» **AIM OF THE EXERCISE**
Copy out all of the records, exactly as they appear.

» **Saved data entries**
//! Config file discovery and loading

use crate::config::{ConfigError, CrayonConfig};
use std::path::{Path, PathBuf};
use tracing::{debug, info};

/// Loads [`CrayonConfig`] from disk
pub struct ConfigLoader;

impl ConfigLoader {
    /// Default config location: `~/.config/crayon/config.toml`
    pub fn default_path() -> Option<PathBuf> {
        dirs::config_dir().map(|dir| dir.join("crayon").join("config.toml"))
    }

    /// Load and validate a config file. `.json` files are parsed as JSON,
    /// everything else as TOML.
    pub async fn load_from_file(path: impl AsRef<Path>) -> Result<CrayonConfig, ConfigError> {
        let path = path.as_ref();
        let display = path.display().to_string();
        let contents = tokio::fs::read_to_string(path)
            .await
            .map_err(|source| ConfigError::Io {
                path: display.clone(),
                source,
            })?;

        let config = Self::parse(&contents, path)?;
        config.validate()?;
        info!("Loaded configuration from {}", path.display());
        Ok(config)
    }

    /// Load from an explicit path, else the default path if it exists,
    /// else built-in defaults.
    pub async fn load_or_default(path: Option<&Path>) -> Result<CrayonConfig, ConfigError> {
        if let Some(path) = path {
            return Self::load_from_file(path).await;
        }

        match Self::default_path() {
            Some(default) if tokio::fs::try_exists(&default).await.unwrap_or(false) => {
                Self::load_from_file(default).await
            }
            _ => {
                debug!("No config file found, using defaults");
                Ok(CrayonConfig::default())
            }
        }
    }

    fn parse(contents: &str, path: &Path) -> Result<CrayonConfig, ConfigError> {
        let is_json = path
            .extension()
            .and_then(|ext| ext.to_str())
            .is_some_and(|ext| ext.eq_ignore_ascii_case("json"));

        if is_json {
            serde_json::from_str(contents).map_err(|e| ConfigError::Parse {
                path: path.display().to_string(),
                format: "json",
                message: e.to_string(),
            })
        } else {
            toml::from_str(contents).map_err(|e| ConfigError::Parse {
                path: path.display().to_string(),
                format: "toml",
                message: e.to_string(),
            })
        }
    }
}

#[cfg(test)]
mod tests {
    use super::*;
    use tempfile::TempDir;

    #[tokio::test]
    async fn test_load_toml_file() {
        let dir = TempDir::new().unwrap();
        let path = dir.path().join("crayon.toml");
        tokio::fs::write(
            &path,
            r#"
            [validation]
            endpoint = "https://validator.example.com/api/valid"
            completion_delay_ms = 0
            "#,
        )
        .await
        .unwrap();

        let config = ConfigLoader::load_from_file(&path).await.unwrap();
        assert_eq!(
            config.validation.endpoint,
            "https://validator.example.com/api/valid"
        );
        assert_eq!(config.validation.completion_delay_ms, 0);
    }

    #[tokio::test]
    async fn test_load_json_file() {
        let dir = TempDir::new().unwrap();
        let path = dir.path().join("crayon.json");
        tokio::fs::write(&path, r#"{"dispatch": {"max_watcher_depth": 2}}"#)
            .await
            .unwrap();

        let config = ConfigLoader::load_from_file(&path).await.unwrap();
        assert_eq!(config.dispatch.max_watcher_depth, 2);
    }

    #[tokio::test]
    async fn test_missing_file_is_io_error() {
        let dir = TempDir::new().unwrap();
        let err = ConfigLoader::load_from_file(dir.path().join("nope.toml"))
            .await
            .unwrap_err();
        assert!(matches!(err, ConfigError::Io { .. }));
    }

    #[tokio::test]
    async fn test_parse_error_names_format() {
        let dir = TempDir::new().unwrap();
        let path = dir.path().join("broken.toml");
        tokio::fs::write(&path, "[chat\nbase_url = ").await.unwrap();

        let err = ConfigLoader::load_from_file(&path).await.unwrap_err();
        assert!(matches!(err, ConfigError::Parse { format: "toml", .. }));
    }

    #[tokio::test]
    async fn test_invalid_values_rejected_on_load() {
        let dir = TempDir::new().unwrap();
        let path = dir.path().join("crayon.toml");
        tokio::fs::write(&path, "[chat]\nbase_url = \"\"\n").await.unwrap();

        let err = ConfigLoader::load_from_file(&path).await.unwrap_err();
        assert!(matches!(err, ConfigError::InvalidValue { .. }));
    }
}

» **EXERCISE SOLUTION**
//! Config file discovery and loading

use crate::config::{ConfigError, CrayonConfig};
use std::path::{Path, PathBuf};
use tracing::{debug, info};

/// Loads [`CrayonConfig`] from disk
pub struct ConfigLoader;

impl ConfigLoader {
    /// Default config location: `~/.config/crayon/config.toml`
    pub fn default_path() -> Option<PathBuf> {
        dirs::config_dir().map(|dir| dir.join("crayon").join("config.toml"))
    }

    /// Load and validate a config file. `.json` files are parsed as JSON,
    /// everything else as TOML.
    pub async fn load_from_file(path: impl AsRef<Path>) -> Result<CrayonConfig, ConfigError> {
        let path = path.as_ref();
        let display = path.display().to_string();
        let contents = tokio::fs::read_to_string(path)
            .await
            .map_err(|source| ConfigError::Io {
                path: display.clone(),
                source,
            })?;

        let config = Self::parse(&contents, path)?;
        config.validate()?;
        info!("Loaded configuration from {}", path.display());
        Ok(config)
    }

    /// Load from an explicit path, else the default path if it exists,
    /// else built-in defaults.
    pub async fn load_or_default(path: Option<&Path>) -> Result<CrayonConfig, ConfigError> {
        if let Some(path) = path {
            return Self::load_from_file(path).await;
        }

        match Self::default_path() {
            Some(default) if tokio::fs::try_exists(&default).await.unwrap_or(false) => {
                Self::load_from_file(default).await
            }
            _ => {
                debug!("No config file found, using defaults");
                Ok(CrayonConfig::default())
            }
        }
    }

    fn parse(contents: &str, path: &Path) -> Result<CrayonConfig, ConfigError> {
        let is_json = path
            .extension()
            .and_then(|ext| ext.to_str())
            .is_some_and(|ext| ext.eq_ignore_ascii_case("json"));

        if is_json {
            serde_json::from_str(contents).map_err(|e| ConfigError::Parse {
                path: path.display().to_string(),
                format: "json",
                message: e.to_string(),
            })
        } else {
            toml::from_str(contents).map_err(|e| ConfigError::Parse {
                path: path.display().to_string(),
                format: "toml",
                message: e.to_string(),
            })
        }
    }
}

#[cfg(test)]
mod tests {
    use super::*;
    use tempfile::TempDir;

    #[tokio::test]
    async fn test_load_toml_file() {
        let dir = TempDir::new().unwrap();
        let path = dir.path().join("crayon.toml");
        tokio::fs::write(
            &path,
            r#"
            [validation]
            endpoint = "https://validator.example.com/api/valid"
            completion_delay_ms = 0
            "#,
        )
        .await
        .unwrap();

        let config = ConfigLoader::load_from_file(&path).await.unwrap();
        assert_eq!(
            config.validation.endpoint,
            "https://validator.example.com/api/valid"
        );
        assert_eq!(config.validation.completion_delay_ms, 0);
    }

    #[tokio::test]
    async fn test_load_json_file() {
        let dir = TempDir::new().unwrap();
        let path = dir.path().join("crayon.json");
        tokio::fs::write(&path, r#"{"dispatch": {"max_watcher_depth": 2}}"#)
            .await
            .unwrap();

        let config = ConfigLoader::load_from_file(&path).await.unwrap();
        assert_eq!(config.dispatch.max_watcher_depth, 2);
    }

    #[tokio::test]
    async fn test_missing_file_is_io_error() {
        let dir = TempDir::new().unwrap();
        let err = ConfigLoader::load_from_file(dir.path().join("nope.toml"))
            .await
            .unwrap_err();
        assert!(matches!(err, ConfigError::Io { .. }));
    }

    #[tokio::test]
    async fn test_parse_error_names_format() {
        let dir = TempDir::new().unwrap();
        let path = dir.path().join("broken.toml");
        tokio::fs::write(&path, "[chat\nbase_url = ").await.unwrap();

        let err = ConfigLoader::load_from_file(&path).await.unwrap_err();
        assert!(matches!(err, ConfigError::Parse { format: "toml", .. }));
    }

    #[tokio::test]
    async fn test_invalid_values_rejected_on_load() {
        let dir = TempDir::new().unwrap();
        let path = dir.path().join("crayon.toml");
        tokio::fs::write(&path, "[chat]\nbase_url = \"\"\n").await.unwrap();

        let err = ConfigLoader::load_from_file(&path).await.unwrap_err();
        assert!(matches!(err, ConfigError::InvalidValue { .. }));
    }
}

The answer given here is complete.